If this is the correct approach, what's the recommended way to generate the unique key?
First of all, you can use the more complex value as the user ID to begin with, if you like (e.g. a UUID). Monotonically increasing IDs get hard to manage as your service scales.
You have the same problem a secure web site does when it leaves secure cookies on the browser to remember a session. Those cookies do include the user ID, but must prevent tampering. This is generally done by signing the cookie on the server before sending it back.
So what you'd do is:
Generate the user ID on the server, and use it to create some sort of "auth token" for the client to have to sign in.
Sign the auth token on the server with a secret key that only your server knows.
Send the auth token to the client, where it is stored for all subsequent logins. Transfer the auth token over HTTPS to prevent someone else from snooping it on the network.
When the app goes to login, send up the auth token to the server. If it's been hacked, the signature validation will fail, and you'll know to reject the client.
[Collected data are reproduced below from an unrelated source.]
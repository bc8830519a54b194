//! callbridge-admission – Zulassungskontrolle fuer neue Sessions
//!
//! ## Module
//! - [`ledger`] – Concurrency-Tokens (global + pro Kampagne) mit Liveness
//! - [`breaker`] – Circuit Breaker fuer den Zulassungspfad
//! - [`ip_guard`] – Allow-/Blockliste und Anfragefenster pro Adresse
//! - [`reaper`] – Periodisches Freigeben haengender Sessions
//! - [`controller`] – Fassade fuer Gateway und Control-Plane

pub mod breaker;
pub mod config;
pub mod controller;
pub mod error;
pub mod ip_guard;
pub mod ledger;
pub mod reaper;

pub use breaker::{BreakerStatus, BreakerZustand, CircuitBreaker, Versuch};
pub use config::{AdmissionConfig, IpSchutzConfig};
pub use controller::{AdmissionController, AdmissionSnapshot, Zulassung};
pub use error::{AdmissionError, AdmissionResult};
pub use ip_guard::{IpEntscheidung, IpGuard, IpRegel};
pub use ledger::{ConcurrencyToken, Registrierung, TokenLedger};
pub use reaper::{Reaper, ReaperSnapshot, SweepErgebnis};
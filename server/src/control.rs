//! Control-HTTP-Schnittstelle fuer die Control-Plane
//!
//! - `POST /webhooks/call-status` – Statusmeldung eines Anrufs; `completed`
//!   und `failed` geben das Concurrency-Token frei. Nennt die Meldung eine
//!   Kampagne, muss sie zum Token passen (sonst 409)
//! - `GET /calls/:call_id/timeline` – Ereignisse eines Anrufs in Reihenfolge
//! - `POST /calls/:call_id/media` – oeffnet ein RTP-Leg der Media-Bridge
//!
//! Ist ein API-Key konfiguriert, muss er als `X-Api-Key` oder
//! `Authorization: Bearer` mitgeschickt werden.

use std::net::SocketAddr;
use std::sync::Arc;

use axum::{
    extract::{Path, State},
    http::{HeaderMap, StatusCode},
    response::{IntoResponse, Json, Response},
    routing::{get, post},
    Router,
};
use callbridge_admission::AdmissionController;
use callbridge_core::timeline::art;
use callbridge_core::{CallId, CallStatus, CampaignId, TimelineStore};
use callbridge_media::MediaBridge;
use dashmap::mapref::entry::Entry;
use dashmap::DashMap;
use serde::Deserialize;
use serde_json::json;
use tokio::sync::watch;

/// Axum-State der Control-Routen
#[derive(Clone)]
pub struct ControlState {
    pub admission: Arc<AdmissionController>,
    pub timeline: TimelineStore,
    pub bridge: Option<MediaBridge>,
    /// Offene Media-Legs (Call-ID → lokale RTP-Adresse, `None` waehrend des Starts)
    pub legs: Arc<DashMap<String, Option<SocketAddr>>>,
    pub api_key: Option<String>,
    pub shutdown: watch::Receiver<bool>,
}

impl ControlState {
    pub fn neu(
        admission: Arc<AdmissionController>,
        timeline: TimelineStore,
        bridge: Option<MediaBridge>,
        api_key: Option<String>,
        shutdown: watch::Receiver<bool>,
    ) -> Self {
        Self {
            admission,
            timeline,
            bridge,
            legs: Arc::new(DashMap::new()),
            api_key: api_key.filter(|k| !k.is_empty()),
            shutdown,
        }
    }
}

/// Router mit allen Control-Routen
pub fn control_router(state: ControlState) -> Router {
    Router::new()
        .route("/webhooks/call-status", post(call_status))
        .route("/calls/:call_id/timeline", get(call_timeline))
        .route("/calls/:call_id/media", post(media_leg_oeffnen))
        .with_state(state)
}

fn fehler(status: StatusCode, nachricht: impl Into<String>) -> Response {
    (
        status,
        Json(json!({ "error": { "code": status.as_u16(), "message": nachricht.into() } })),
    )
        .into_response()
}

fn berechtigung_pruefen(headers: &HeaderMap, state: &ControlState) -> Result<(), Response> {
    let Some(erwartet) = state.api_key.as_deref() else {
        return Ok(());
    };
    let gesendet = headers
        .get("x-api-key")
        .and_then(|v| v.to_str().ok())
        .or_else(|| {
            headers
                .get("authorization")
                .and_then(|v| v.to_str().ok())
                .and_then(|s| s.strip_prefix("Bearer "))
        });
    match gesendet {
        Some(key) if callbridge_gateway::auth::konstante_zeit_gleich(key, erwartet) => Ok(()),
        Some(_) => Err(fehler(StatusCode::UNAUTHORIZED, "Ungueltiger API-Key")),
        None => Err(fehler(StatusCode::UNAUTHORIZED, "API-Key fehlt")),
    }
}

// ---------------------------------------------------------------------------
// Status-Webhook
// ---------------------------------------------------------------------------

#[derive(Debug, Deserialize)]
pub struct StatusMeldung {
    #[serde(alias = "callSid", alias = "call_id", alias = "callId")]
    pub call_sid: String,
    pub status: CallStatus,
    #[serde(default, alias = "campaignId")]
    pub campaign_id: Option<String>,
}

async fn call_status(
    State(state): State<ControlState>,
    headers: HeaderMap,
    Json(meldung): Json<StatusMeldung>,
) -> Response {
    if let Err(r) = berechtigung_pruefen(&headers, &state) {
        return r;
    }
    if meldung.call_sid.trim().is_empty() {
        return fehler(StatusCode::BAD_REQUEST, "call_sid fehlt");
    }

    // Header hat Vorrang vor dem Body-Feld
    let campaign_id = headers
        .get("x-campaign-id")
        .and_then(|v| v.to_str().ok())
        .map(String::from)
        .or(meldung.campaign_id);
    let call_id = CallId::neu(meldung.call_sid);
    let status = meldung.status;

    state.timeline.anhaengen(
        &call_id,
        art::CALL_STATUS,
        json!({ "status": status.als_str(), "campaignId": campaign_id }),
    );

    let kampagne = campaign_id
        .as_deref()
        .filter(|c| !c.trim().is_empty())
        .map(CampaignId::neu);
    let freigabe = match (status.ist_final(), kampagne) {
        (false, _) => Ok(false),
        (true, Some(kampagne)) => {
            state
                .admission
                .zwangsfreigeben_fuer(&call_id, &kampagne, status.als_str())
        }
        (true, None) => Ok(state.admission.zwangsfreigeben(&call_id, status.als_str())),
    };
    let freigegeben = match freigabe {
        Ok(freigegeben) => freigegeben,
        Err(e) => {
            tracing::warn!(call_id = %call_id, fehler = %e, "Statusmeldung passt nicht zum Token");
            return fehler(StatusCode::CONFLICT, e.to_string());
        }
    };
    tracing::info!(
        call_id = %call_id,
        status = status.als_str(),
        campaign = campaign_id.as_deref().unwrap_or("-"),
        freigegeben,
        "Anrufstatus gemeldet"
    );

    (
        StatusCode::OK,
        Json(json!({
            "callId": call_id.as_str(),
            "status": status.als_str(),
            "released": freigegeben,
        })),
    )
        .into_response()
}

// ---------------------------------------------------------------------------
// Timeline
// ---------------------------------------------------------------------------

async fn call_timeline(
    State(state): State<ControlState>,
    Path(call_id): Path<String>,
    headers: HeaderMap,
) -> Response {
    if let Err(r) = berechtigung_pruefen(&headers, &state) {
        return r;
    }
    let events = state.timeline.timeline(&CallId::neu(call_id));
    if events.is_empty() {
        return fehler(StatusCode::NOT_FOUND, "Keine Timeline fuer diesen Anruf");
    }
    (StatusCode::OK, Json(events)).into_response()
}

// ---------------------------------------------------------------------------
// Media-Legs
// ---------------------------------------------------------------------------

async fn media_leg_oeffnen(
    State(state): State<ControlState>,
    Path(call_id): Path<String>,
    headers: HeaderMap,
) -> Response {
    if let Err(r) = berechtigung_pruefen(&headers, &state) {
        return r;
    }
    let Some(bridge) = state.bridge.as_ref() else {
        return fehler(StatusCode::NOT_FOUND, "Media-Bridge nicht aktiviert");
    };
    let Some(reservierung) = LegReservierung::anlegen(&state.legs, &call_id) else {
        return fehler(StatusCode::CONFLICT, "Leg fuer diesen Anruf existiert bereits");
    };

    let handle = match bridge.leg_starten(call_id.clone(), state.shutdown.clone()).await {
        Ok(h) => h,
        Err(e) => {
            tracing::error!(call_id = %call_id, fehler = %e, "Media-Leg nicht geoeffnet");
            return fehler(StatusCode::INTERNAL_SERVER_ERROR, e.to_string());
        }
    };
    let adresse = handle.lokale_adresse;
    reservierung.belegen(adresse);

    let legs = Arc::clone(&state.legs);
    let id = call_id.clone();
    tokio::spawn(async move {
        match handle.task.await {
            Ok(Ok(())) => tracing::debug!(call_id = %id, "Media-Leg beendet"),
            Ok(Err(e)) => tracing::warn!(call_id = %id, fehler = %e, "Media-Leg mit Fehler beendet"),
            Err(e) => tracing::error!(call_id = %id, fehler = %e, "Media-Leg-Task abgestuerzt"),
        }
        legs.remove(&id);
    });

    (
        StatusCode::CREATED,
        Json(json!({ "callId": call_id, "rtpAddress": adresse.to_string() })),
    )
        .into_response()
}

/// Platz eines Media-Legs, solange es startet; ohne `belegen` wird er beim
/// Drop wieder frei
struct LegReservierung {
    legs: Arc<DashMap<String, Option<SocketAddr>>>,
    call_id: String,
    belegt: bool,
}

impl LegReservierung {
    /// `None` wenn fuer den Anruf schon ein Leg existiert oder startet
    fn anlegen(legs: &Arc<DashMap<String, Option<SocketAddr>>>, call_id: &str) -> Option<Self> {
        match legs.entry(call_id.to_string()) {
            Entry::Occupied(_) => None,
            Entry::Vacant(platz) => {
                platz.insert(None);
                Some(Self {
                    legs: Arc::clone(legs),
                    call_id: call_id.to_string(),
                    belegt: false,
                })
            }
        }
    }

    fn belegen(mut self, adresse: SocketAddr) {
        self.legs.insert(self.call_id.clone(), Some(adresse));
        self.belegt = true;
    }
}

impl Drop for LegReservierung {
    fn drop(&mut self) {
        if !self.belegt {
            self.legs.remove_if(&self.call_id, |_, adresse| adresse.is_none());
        }
    }
}
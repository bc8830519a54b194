//! callbridge-server – Bibliotheks-Root
//!
//! Verdrahtet Zulassungskontrolle, Session-Gateway, Media-Bridge und die
//! HTTP-Schnittstelle (Metriken, Health, Control-Webhooks) zu einem Prozess.

pub mod config;
pub mod control;

use std::sync::Arc;
use std::time::Duration;

use anyhow::{Context, Result};
use axum::http::HeaderValue;
use callbridge_admission::AdmissionController;
use callbridge_core::{TimelineEvent, TimelineStore};
use callbridge_gateway::{
    EchoReasoner, EnergieRecognizer, GatewayServer, GatewayState, ProviderSet, TonSynthesizer,
};
use callbridge_media::MediaBridge;
use callbridge_observability::{
    observability_router, request_timing_layer, timing_middleware, CallbridgeMetrics,
    HealthState, MetrikQuellen,
};
use config::ServerConfig;
use control::{control_router, ControlState};
use tokio::sync::{mpsc, watch};
use tokio::task::JoinHandle;
use tower_http::cors::{Any, CorsLayer};

/// Haelt den laufenden Server-Zustand zusammen
pub struct Server {
    pub config: ServerConfig,
}

impl Server {
    /// Erstellt einen neuen Server aus der gegebenen Konfiguration
    pub fn neu(config: ServerConfig) -> Self {
        Self { config }
    }

    /// Startet alle Subsysteme und laeuft bis zum Shutdown-Signal
    ///
    /// Reihenfolge:
    /// 1. Timeline und Zustell-Queue
    /// 2. Zulassungskontrolle mit Reaper und IP-Aufraeumen
    /// 3. Session-Gateway (Framed TCP)
    /// 4. HTTP: Metriken, Health, Control-Routen
    /// 5. Auf das Shutdown-Signal warten, Sessions auslaufen lassen
    pub async fn starten(self, shutdown_rx: watch::Receiver<bool>) -> Result<()> {
        let config = self.config;
        config.validieren()?;

        let (timeline, zustellung) = TimelineStore::neu(config.observability.zustell_kapazitaet);
        let mut hintergrund: Vec<JoinHandle<()>> = vec![
            tokio::spawn(zustellung_abarbeiten(zustellung)),
            tokio::spawn(timeline_aufraeumen(
                timeline.clone(),
                Duration::from_secs(config.observability.timeline_max_alter_sek.max(60)),
                shutdown_rx.clone(),
            )),
        ];

        let admission = AdmissionController::neu(&config.admission, &config.ip_schutz, timeline.clone())
            .context("Zulassungskontrolle")?;
        hintergrund.extend(admission.hintergrund_starten(shutdown_rx.clone()));

        let provider = ProviderSet::neu(
            Arc::new(EnergieRecognizer::default()),
            Arc::new(EchoReasoner),
            Arc::new(TonSynthesizer),
        );
        let gateway_state = GatewayState::neu(
            config.gateway_config(),
            Arc::clone(&admission),
            timeline.clone(),
            provider,
        )
        .context("Session-Gateway")?;

        let bridge = config
            .bridge
            .aktiviert
            .then(|| MediaBridge::neu(config.bridge_config()));

        let session_addr = config.session_bind_adresse()?;
        tracing::info!(
            session = %session_addr,
            http = %config.http_bind_adresse()?,
            bridge = bridge.is_some(),
            global_limit = config.admission.global_limit,
            "Server startet"
        );

        let gateway = GatewayServer::neu(Arc::clone(&gateway_state), session_addr);
        let gateway_task = tokio::spawn(gateway.starten(shutdown_rx.clone()));

        let http_task = if config.observability.aktiviert {
            let metriken = CallbridgeMetrics::neu()?;
            let health = HealthState::neu();

            let gateway_statistik = Arc::clone(&gateway_state.statistik);
            let bridge_statistik = bridge.as_ref().map(MediaBridge::statistik);
            let quellen_admission = Arc::clone(&admission);
            hintergrund.push(tokio::spawn(callbridge_observability::aktualisierung_starten(
                metriken.clone(),
                health.clone(),
                Duration::from_millis(config.observability.metrik_intervall_ms),
                move || MetrikQuellen {
                    gateway: Some(gateway_statistik.snapshot()),
                    admission: Some(quellen_admission.statistik()),
                    bridge: bridge_statistik.as_ref().map(|s| s.snapshot()),
                },
                shutdown_rx.clone(),
            )));

            let control = ControlState::neu(
                Arc::clone(&admission),
                timeline.clone(),
                bridge,
                config.auth.api_key.clone(),
                shutdown_rx.clone(),
            );
            if control.api_key.is_none() {
                tracing::warn!("Kein API-Key konfiguriert, Control-Routen sind ungeschuetzt");
            }
            let app = observability_router(metriken.clone(), health)
                .merge(control_router(control))
                .layer(axum::middleware::from_fn_with_state(metriken, timing_middleware))
                .layer(cors_layer(&config.netzwerk.cors_origins))
                .layer(request_timing_layer());

            let http_addr = config.http_bind_adresse()?;
            let listener = tokio::net::TcpListener::bind(http_addr)
                .await
                .with_context(|| format!("HTTP-Port {http_addr} nicht verfuegbar"))?;
            tracing::info!(adresse = %http_addr, "HTTP-Schnittstelle gestartet");

            let mut shutdown = shutdown_rx.clone();
            Some(tokio::spawn(async move {
                let signal = async move {
                    while shutdown.changed().await.is_ok() {
                        if *shutdown.borrow() {
                            break;
                        }
                    }
                };
                if let Err(e) = axum::serve(listener, app).with_graceful_shutdown(signal).await {
                    tracing::error!(fehler = %e, "HTTP-Server beendet mit Fehler");
                }
            }))
        } else {
            None
        };

        let gateway_ergebnis = gateway_task.await.context("Gateway-Task abgestuerzt")?;
        if let Some(task) = http_task {
            let _ = task.await;
        }
        for task in hintergrund {
            task.abort();
        }
        gateway_ergebnis.context("Session-Gateway")?;

        tracing::info!(
            offene_tokens = admission.aktive_tokens(),
            "Server beendet"
        );
        Ok(())
    }
}

fn cors_layer(origins: &[String]) -> CorsLayer {
    if origins.is_empty() {
        return CorsLayer::new().allow_origin(Any).allow_methods(Any).allow_headers(Any);
    }
    let erlaubt: Vec<HeaderValue> = origins.iter().filter_map(|o| o.parse().ok()).collect();
    CorsLayer::new()
        .allow_origin(erlaubt)
        .allow_methods(Any)
        .allow_headers(Any)
}

/// Arbeitet die Zustell-Queue der Timeline ab
///
/// Die eigentliche Webhook-Zustellung an Mandanten liegt ausserhalb des
/// Prozesses; hier wird jedes zustellpflichtige Ereignis protokolliert.
pub async fn zustellung_abarbeiten(mut zustellung: mpsc::Receiver<TimelineEvent>) {
    while let Some(event) = zustellung.recv().await {
        tracing::info!(
            call_id = %event.call_id,
            art = %event.kind,
            id = %event.id,
            "Ereignis zur Zustellung"
        );
    }
    tracing::debug!("Zustell-Queue geschlossen");
}

async fn timeline_aufraeumen(
    timeline: TimelineStore,
    max_alter: Duration,
    mut shutdown_rx: watch::Receiver<bool>,
) {
    let mut takt = tokio::time::interval(Duration::from_secs(60));
    takt.tick().await;
    loop {
        tokio::select! {
            _ = takt.tick() => {
                let entfernt = timeline.aufraeumen(max_alter, std::time::Instant::now());
                if entfernt > 0 {
                    tracing::debug!(entfernt, "Alte Timelines verworfen");
                }
            }
            Ok(()) = shutdown_rx.changed() => {
                if *shutdown_rx.borrow() {
                    break;
                }
            }
        }
    }
}

#[cfg(test)]
mod tests {
    use super::*;
    use callbridge_core::CallId;
    use serde_json::json;

    #[tokio::test(start_paused = true)]
    async fn aufraeumen_endet_mit_shutdown() {
        let (timeline, _rx) = TimelineStore::neu(8);
        let (tx, rx) = watch::channel(false);
        let task = tokio::spawn(timeline_aufraeumen(timeline, Duration::from_secs(60), rx));
        tokio::time::sleep(Duration::from_secs(120)).await;
        tx.send(true).unwrap();
        task.await.unwrap();
    }

    #[tokio::test]
    async fn zustellung_laeuft_bis_queue_geschlossen() {
        let (timeline, rx) = TimelineStore::neu(8);
        let task = tokio::spawn(zustellung_abarbeiten(rx));
        timeline.anhaengen(&CallId::neu("c1"), "session.closed", json!({}));
        drop(timeline);
        task.await.unwrap();
    }

    #[tokio::test]
    async fn ungueltige_konfiguration_startet_nicht() {
        let (_tx, rx) = watch::channel(false);
        let ergebnis = Server::neu(ServerConfig::default()).starten(rx).await;
        assert!(ergebnis.is_err());
    }
}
Consider including a timestamp in the signed token as well, so it expires after some time, forcing the server to regenerate an auth token periodically, which protects you in case your key is compromised. It's hard to do this all fully unless the user himself has a shared secret/password he can use to authenticate periodically as well. Depends on how far you need to go.
Other considerations: If all you know about a user is their generated UID, you don't have any way for that user to come back later from a different iOS device and restore their account there, right? Generally, if the user will be creating anything "valuable" in their account that they'll want access to later, you'll probably want to create a more traditional user account backed by an email address and password or the like, so they can access the account again after reinstalling your app. (This may or may not be relevant to your case.)
I would recommend going the "standard web browser way" and just letting the user set an email (login) and password.
When the iOS device connects to the server (using HTTPS), it uses regular "basic authentication" to log in, and receives a cookie which is valid for a set period of time. As long as the device keeps requesting data from the server within the cookie's lifetime, the cookie is renewed, and when the cookie is expired the server will automatically challenge the client to log in using its stored information again.
This has some advantages;
The user can log back into his account with a new device with a regular password reset. Easy, straight forward solved problem.
There is no special solution on the server side, any server side script can require authentication just like it would for a browser - built in functionality.
You would not have to invent your own security scheme. This scheme is used by millions of browsers every day to authenticate to web sites.
Not tied to a special phone, if the user has several iOS devices, he can use the same account from all of them by just logging in. No special set up procedures.
In other words; no special solutions for you to develop, generally solved problems how to handle login information, proven security and ease of use.